Namun, sebagian pihak menganggap pembacaan Al-barzanji adalah refleksi kecintaan umat terhadap figur Nabi sebagai pemimpin agamanya sekaligus untuk meneladani sifat-sifat luhur Nabi Muhammad SAW. Kecintaan pada Nabi berarti juga kecintaan, ketaatan kepada Allah SWT.
Menurut penulis, tradisi ini meskipun banyak yang setuju dan tidak setuju, harus ada pemahaman yang tajam. Pasalnya, hampir seluruh umat Islam di Indonesia melestarikan tradisi ini. Sebuah hadist Nabi riwayat Bukhari Muslim menyatakan,”Barang siapa melakukan amalan tidak sebagaimana sunnahku, maka amalan itu tertolak”. Wallahu ‘alam bisshowab. Hanya Allah yang maha mengetahui.
Membumikan Barzanji
Selain dilakukan pada bulan Maulid, tradisi barzanji juga dilakukan kaum muslim pada setiap moment penting seperti pengajian, tasyakuran pernikahan, kelahiran anak, menjelang keberangkatan haji dan sebagainya.
Barjanjen, merupakan tradisi yang dilakukan sejak dulu, terutama bagi umat Islam warga Nahdliyyin (warga NU). Mereka membacanya pada tiap malam Jumat dan upacara lainnya. Bahkan, pada sebagian besar pesantren di Jawa Tengah, barjanjen menjadi kegiatan wajib.
Di Indonesia, peringatan Maulid Nabi sepertinya sudah melembaga, bahkan ditetapkan sebagai hari libur nasional. Setiap memasuki Rabi’ul Awal, berbagai ormas Islam, masjid, musholla, institusi pendidikan, dan majelis taklim bersiap memperingatinya dengan beragam cara dan acara; dari sekadar menggelar pengajian, dialog keagamaan, bakti sosial, hingga ritual-ritual yang sarat tradisi (lokal).

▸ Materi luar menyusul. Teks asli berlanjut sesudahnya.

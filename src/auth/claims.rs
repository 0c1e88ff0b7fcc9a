// Token claim decoding
// Only the time-limited claims are read; the signature is the backend's business

use chrono::{DateTime, Utc};
use jsonwebtoken::{decode, DecodingKey, Validation};
use serde::Deserialize;

/// Time-limited claims carried by an access token
#[derive(Debug, Deserialize)]
struct TimeClaims {
    exp: Option<i64>,
}

/// Decode the `exp` claim of a signed token.
///
/// Returns `None` when the token is not a decodable JWT or has no `exp`.
pub fn decode_expiry(token: &str) -> Option<DateTime<Utc>> {
    let mut validation = Validation::default();
    validation.insecure_disable_signature_validation();
    validation.validate_exp = false;
    validation.validate_aud = false;
    validation.required_spec_claims.clear();

    match decode::<TimeClaims>(token, &DecodingKey::from_secret(&[]), &validation) {
        Ok(data) => data
            .claims
            .exp
            .and_then(|exp| DateTime::<Utc>::from_timestamp(exp, 0)),
        Err(e) => {
            tracing::debug!(error = %e, "Failed to decode token claims");
            None
        }
    }
}

/// Mint an HS256 token expiring `expires_in` seconds from now
#[cfg(test)]
pub(crate) fn test_token(expires_in: Option<i64>) -> String {
    use jsonwebtoken::{encode, EncodingKey, Header};

    let claims = match expires_in {
        Some(secs) => serde_json::json!({
            "sub": "learner-1",
            "exp": Utc::now().timestamp() + secs,
        }),
        None => serde_json::json!({ "sub": "learner-1" }),
    };

    encode(
        &Header::default(),
        &claims,
        &EncodingKey::from_secret(b"test-secret"),
    )
    .unwrap()
}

Di antaranya adalah: Manyanggar Banua, Mapanretasi di Pagatan, Ba’ayun Mulud (Ma’ayun anak) di Kab. Tapin, Kalimantan Selatan. Sekaten, di Keraton Yogyakarta dan Surakarta, Gerebeg Mulud di Demak, Panjang Jimat di Kasultanan Cirebon, Mandi Barokah di Cikelet Garut, dan sebagainya.
Tradisi barzanji, seharusnya menjadi spirit beragama bagi kaum muslim. Idealnya, barzanji bukan hanya sebagai rutinitas saja. Esensi Maulid Nabi adalah spirit sejarah dan penyegaran ketokohan Nabi sebagai satu-satunya idola teladan yang seluruh ajarannya harus dibumikan. Figur idola menjadi miniatur dari idealisme, kristalisasi dari berbagai
falsafah hidup yang diyakini. Teladan sejarah dan penyegaran ketokohan itu dapat dilakukan kapan pun, termasuk di bulan Rabi’ul Awal.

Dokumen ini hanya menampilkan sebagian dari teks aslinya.